Por Damián De la Torre / @damiandelator
“Se dijo que hay dos clases de escritores. Los que luchan con sus obsesiones y demonios. Y los que inventan sus fantasmas a partir de la imaginación”, escribe Javier Vásconez en El coleccionista de sombras, su novela publicada por la editorial española Pre-Textos (2021). Uno se pregunta a qué grupo pertenece Javier. La respuesta, quizá, sea que tiene algo de los dos. Mucho más si hay dos Vásconez en su obra, mucho más si el escritor se desdobla entre sus páginas para articularse a través de la palabra.
Está el Vásconez narrador, quien lleva los hilos de la historia, y está el Vásconez personaje, quien rememora su pasado. Esto, posiblemente, responde a su memoria paquidérmica, porque si algo se puede asegurar de esta novela es que se trata de un tributo a los recuerdos: se necesita más que uno para abordar a un escritor tan neurótico como obsesivo, se necesita al menos dos para hablar de un coleccionista de imágenes y de las sombras propias y de otros.
Justamente, las sombras que más salen a la luz son las que entrega la literatura. Son las que encuentran los insomnes como Vásconez en los libros. Las sombras también son las voces que nos persiguen. Por eso traerá a varios autores sin ni siquiera citarlos a muchos textualmente, pero los guiños son evidentes al hablar de la miseria humana como es la enseñanza que le dejó Melville, por ejemplo. Están Faulkner, Nabokov y Rulfo. Y, si bien no es una obra kafkiana como El viajero de Praga, posiblemente trae la escena más potente en cuanto a metamorfosis se refiere: la del niño que vive dos situaciones: o es maltratado por sus amigos o, lo que es peor, ignorado por ellos.
Vásconez, el niño buleado en un internado de Londres, no solo es un insecto ante la incomunicación que vive con su familia, sino que es el bicho al que sus pares aplastan. Para lidiar con ello encontrará la sombra de un árbol, y ese árbol será una metáfora constante, una espiral para entender que no hay que irse por las ramas, sino que todo se une gracias a las raíces. Ahí es donde nacen ambos Vásconez, cuando descubre a la literatura como la compañera que no traiciona.

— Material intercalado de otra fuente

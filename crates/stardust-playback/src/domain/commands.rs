//! User-initiated playback commands.

use serde::{Deserialize, Serialize};
use stardust_core::command::Command;
use uuid::Uuid;

/// The four user-facing transitions.
#[derive(Debug, Clone, Copy, PartialEq, Eq, Serialize, Deserialize)]
#[serde(rename_all = "snake_case")]
pub enum PlaybackCommandKind {
    /// Start narrating the current scene, or stop narration in flight.
    TogglePlayback,
    /// Move to the following scene.
    NextScene,
    /// Move to the preceding scene.
    PrevScene,
    /// Flip the mute state.
    ToggleMute,
}

/// A playback command addressed to one session.
#[derive(Debug, Clone, Copy, PartialEq, Eq)]
pub struct PlaybackCommand {
    /// The correlation ID for tracing.
    pub correlation_id: Uuid,
    /// The requested transition.
    pub kind: PlaybackCommandKind,
}

impl PlaybackCommand {
    /// Creates a command with a fresh correlation ID.
    #[must_use]
    pub fn new(kind: PlaybackCommandKind) -> Self {
        Self {
            correlation_id: Uuid::new_v4(),
            kind,
        }
    }

    /// Shorthand for [`PlaybackCommandKind::TogglePlayback`].
    #[must_use]
    pub fn toggle_playback() -> Self {
        Self::new(PlaybackCommandKind::TogglePlayback)
    }

    /// Shorthand for [`PlaybackCommandKind::NextScene`].
    #[must_use]
    pub fn next_scene() -> Self {
        Self::new(PlaybackCommandKind::NextScene)
    }

    /// Shorthand for [`PlaybackCommandKind::PrevScene`].
    #[must_use]
    pub fn prev_scene() -> Self {
        Self::new(PlaybackCommandKind::PrevScene)
    }

    /// Shorthand for [`PlaybackCommandKind::ToggleMute`].
    #[must_use]
    pub fn toggle_mute() -> Self {
        Self::new(PlaybackCommandKind::ToggleMute)
    }
}

impl Command for PlaybackCommand {
    fn command_type(&self) -> &'static str {
        match self.kind {
            PlaybackCommandKind::TogglePlayback => "playback.toggle_playback",
            PlaybackCommandKind::NextScene => "playback.next_scene",
            PlaybackCommandKind::PrevScene => "playback.prev_scene",
            PlaybackCommandKind::ToggleMute => "playback.toggle_mute",
        }
    }

    fn correlation_id(&self) -> Uuid {
        self.correlation_id
    }
}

La única manera de honrar a ese árbol que fue su compañía en una infancia desolada es tomar conciencia de no talarlos por desperdicio y de ahí cuidar excesivamente su escritura, cuidarla de la misma forma con que ha guardado sus recuerdos, así sean más grises que el Quito que tanto lo acompaña.
Y ya mencionado Quito, es imposible que su ciudad no aparezca en la obra. Pero, si bien es un lugar constante, esta vez no es el espacio determinante. Ya se habló de Londres, pero también está el París donde un ataque de epilepsia será una sombra que lo persiga por siempre. Para Vásconez, París no fue una fiesta, fue una locura. Y así aparecerá Madrid, Barcelona, Guayaquil… para armar una cartografía de experiencias de las cuales difícilmente se pueden escapar, mucho más cuando es un pasajero en trance, en permanente desplazamiento.
En cuanto a la trama todo se constituye desde un crimen. Desde la bala que irrumpe la noche. Ese hecho dará cabida a la aparición de personajes fascinantes como el asesinado conde Aldo Velasteguí, símbolo de la decadencia, pero dueño de ese linaje que las sociedades de mierda tanto admiran; y Denise, una cautivante mujer, amante del conde, y quien encenderá los pantalones de Vásconez (de ambos); así como habrá lugar para historias tan enigmáticas como la de la señorita Zaldumbide, quien encarna a lo gótico.
Pero trama y personajes parecerían tan solo pretextos para hablar de la idea, me atrevería a decir, que ronda por El coleccionista de sombras: la geografía planteada por Vásconez y su cartografía de emociones muestran que la literatura puede hermanar a los pueblos y exponer que sin importar el territorio se comparten las mismas angustias. Se trata de entender que lo único que no tiene fronteras es el dolor… esa sombra de la que nadie puede escapar.